Stored data entries:
..............................
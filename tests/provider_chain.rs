//! Fallback provider chain against mock HTTP servers
//!
//! Uses the real reqwest-backed client so status handling, timeouts and
//! JSON decoding are exercised end to end.

use network_master::{
    client::{HttpFetcher, NetworkClient},
    error::AppError,
    logging::Logger,
    models::{IpInfo, ProbePayload},
    orchestrator::ProbeOrchestrator,
    providers::{FallbackProviderChain, ProviderEndpoint, PublicIpProbe},
    types::{ProbeKind, ProbeStatus},
    Config, ErrorClass,
};
use serde_json::json;
use std::sync::Arc;
use std::time::{Duration, Instant};
use tokio_util::sync::CancellationToken;
use wiremock::matchers::{method, path};
use wiremock::{Mock, MockServer, ResponseTemplate};

fn fetcher() -> Arc<dyn HttpFetcher> {
    Arc::new(NetworkClient::new().unwrap())
}

fn endpoint(server: &MockServer, route: &str, priority: u32) -> ProviderEndpoint {
    ProviderEndpoint::new(format!("{}{}", server.uri(), route), priority)
        .with_name(route.trim_start_matches('/'))
        .with_timeout(Duration::from_millis(300))
        .with_post_success_delay(Duration::ZERO)
}

fn chain(endpoints: Vec<ProviderEndpoint>) -> FallbackProviderChain {
    FallbackProviderChain::new(endpoints, fetcher(), Logger::new("TEST".to_string()))
}

#[tokio::test]
async fn test_skips_failing_providers_in_priority_order() {
    let server = MockServer::start().await;
    Mock::given(method("GET"))
        .and(path("/broken"))
        .respond_with(ResponseTemplate::new(503))
        .expect(1)
        .mount(&server)
        .await;
    Mock::given(method("GET"))
        .and(path("/garbage"))
        .respond_with(ResponseTemplate::new(200).set_body_string("<html>not json</html>"))
        .expect(1)
        .mount(&server)
        .await;
    Mock::given(method("GET"))
        .and(path("/good"))
        .respond_with(ResponseTemplate::new(200).set_body_json(json!({
            "ip": "203.0.113.7",
            "city": "Lisbon",
            "loc": "38.7167,-9.1333"
        })))
        .expect(1)
        .mount(&server)
        .await;
    Mock::given(method("GET"))
        .and(path("/unused"))
        .respond_with(ResponseTemplate::new(200).set_body_json(json!({ "ip": "198.51.100.1" })))
        .expect(0)
        .mount(&server)
        .await;

    let chain = chain(vec![
        endpoint(&server, "/unused", 9),
        endpoint(&server, "/good", 2),
        endpoint(&server, "/broken", 0),
        endpoint(&server, "/garbage", 1),
    ]);

    let (provider, info): (String, IpInfo) = chain.fetch_as(&CancellationToken::new()).await.unwrap();
    assert_eq!(provider, "good");
    assert_eq!(info.ip.as_deref(), Some("203.0.113.7"));
    assert_eq!(info.city.as_deref(), Some("Lisbon"));
}

#[tokio::test]
async fn test_slow_provider_counts_as_failure() {
    let server = MockServer::start().await;
    Mock::given(method("GET"))
        .and(path("/slow"))
        .respond_with(
            ResponseTemplate::new(200)
                .set_body_json(json!({ "ip": "198.51.100.9" }))
                .set_delay(Duration::from_secs(2)),
        )
        .mount(&server)
        .await;
    Mock::given(method("GET"))
        .and(path("/fast"))
        .respond_with(ResponseTemplate::new(200).set_body_json(json!({ "ip": "198.51.100.10" })))
        .mount(&server)
        .await;

    let chain = chain(vec![endpoint(&server, "/slow", 0), endpoint(&server, "/fast", 1)]);

    let started = Instant::now();
    let response = chain.fetch(&CancellationToken::new()).await.unwrap();
    assert_eq!(response.provider, "fast");
    assert_eq!(response.body["ip"], "198.51.100.10");
    assert!(started.elapsed() < Duration::from_secs(2));
}

#[tokio::test]
async fn test_all_providers_failing_is_exhaustion() {
    let server = MockServer::start().await;
    Mock::given(method("GET"))
        .respond_with(ResponseTemplate::new(500))
        .mount(&server)
        .await;

    let chain = chain(vec![endpoint(&server, "/a", 0), endpoint(&server, "/b", 1)]);
    let error = chain.fetch(&CancellationToken::new()).await.unwrap_err();

    assert!(matches!(error, AppError::ProvidersExhausted { attempted: 2 }));
    assert_eq!(error.class(), ErrorClass::Unavailable);
}

#[tokio::test]
async fn test_public_ip_probe_stores_provider_answer() {
    let server = MockServer::start().await;
    Mock::given(method("GET"))
        .and(path("/json"))
        .respond_with(ResponseTemplate::new(200).set_body_json(json!({
            "ip": "192.0.2.44",
            "country": "PT",
            "org": "AS64500 Example"
        })))
        .mount(&server)
        .await;

    let config = Config::default();
    let orchestrator = ProbeOrchestrator::builder(config)
        .probe(Arc::new(PublicIpProbe::new(chain(vec![endpoint(&server, "/json", 0)]))))
        .build();

    let result = orchestrator.run_probe(ProbeKind::PublicIp).await;
    assert_eq!(result.status, ProbeStatus::Success);

    let stored = orchestrator.store().get(ProbeKind::PublicIp).await.unwrap();
    assert_eq!(stored, result);
    match stored.payload {
        Some(ProbePayload::PublicIp(public)) => {
            assert_eq!(public.provider, "json");
            assert_eq!(public.ip_addr(), Some("192.0.2.44".parse().unwrap()));
            assert_eq!(public.info.org.as_deref(), Some("AS64500 Example"));
        }
        other => panic!("unexpected payload: {:?}", other),
    }
}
..............................
:: EXERCISE ::
Respond with a single number, namely how many lines of the entries contain the word "result".

:: TASK OUTPUT ::
3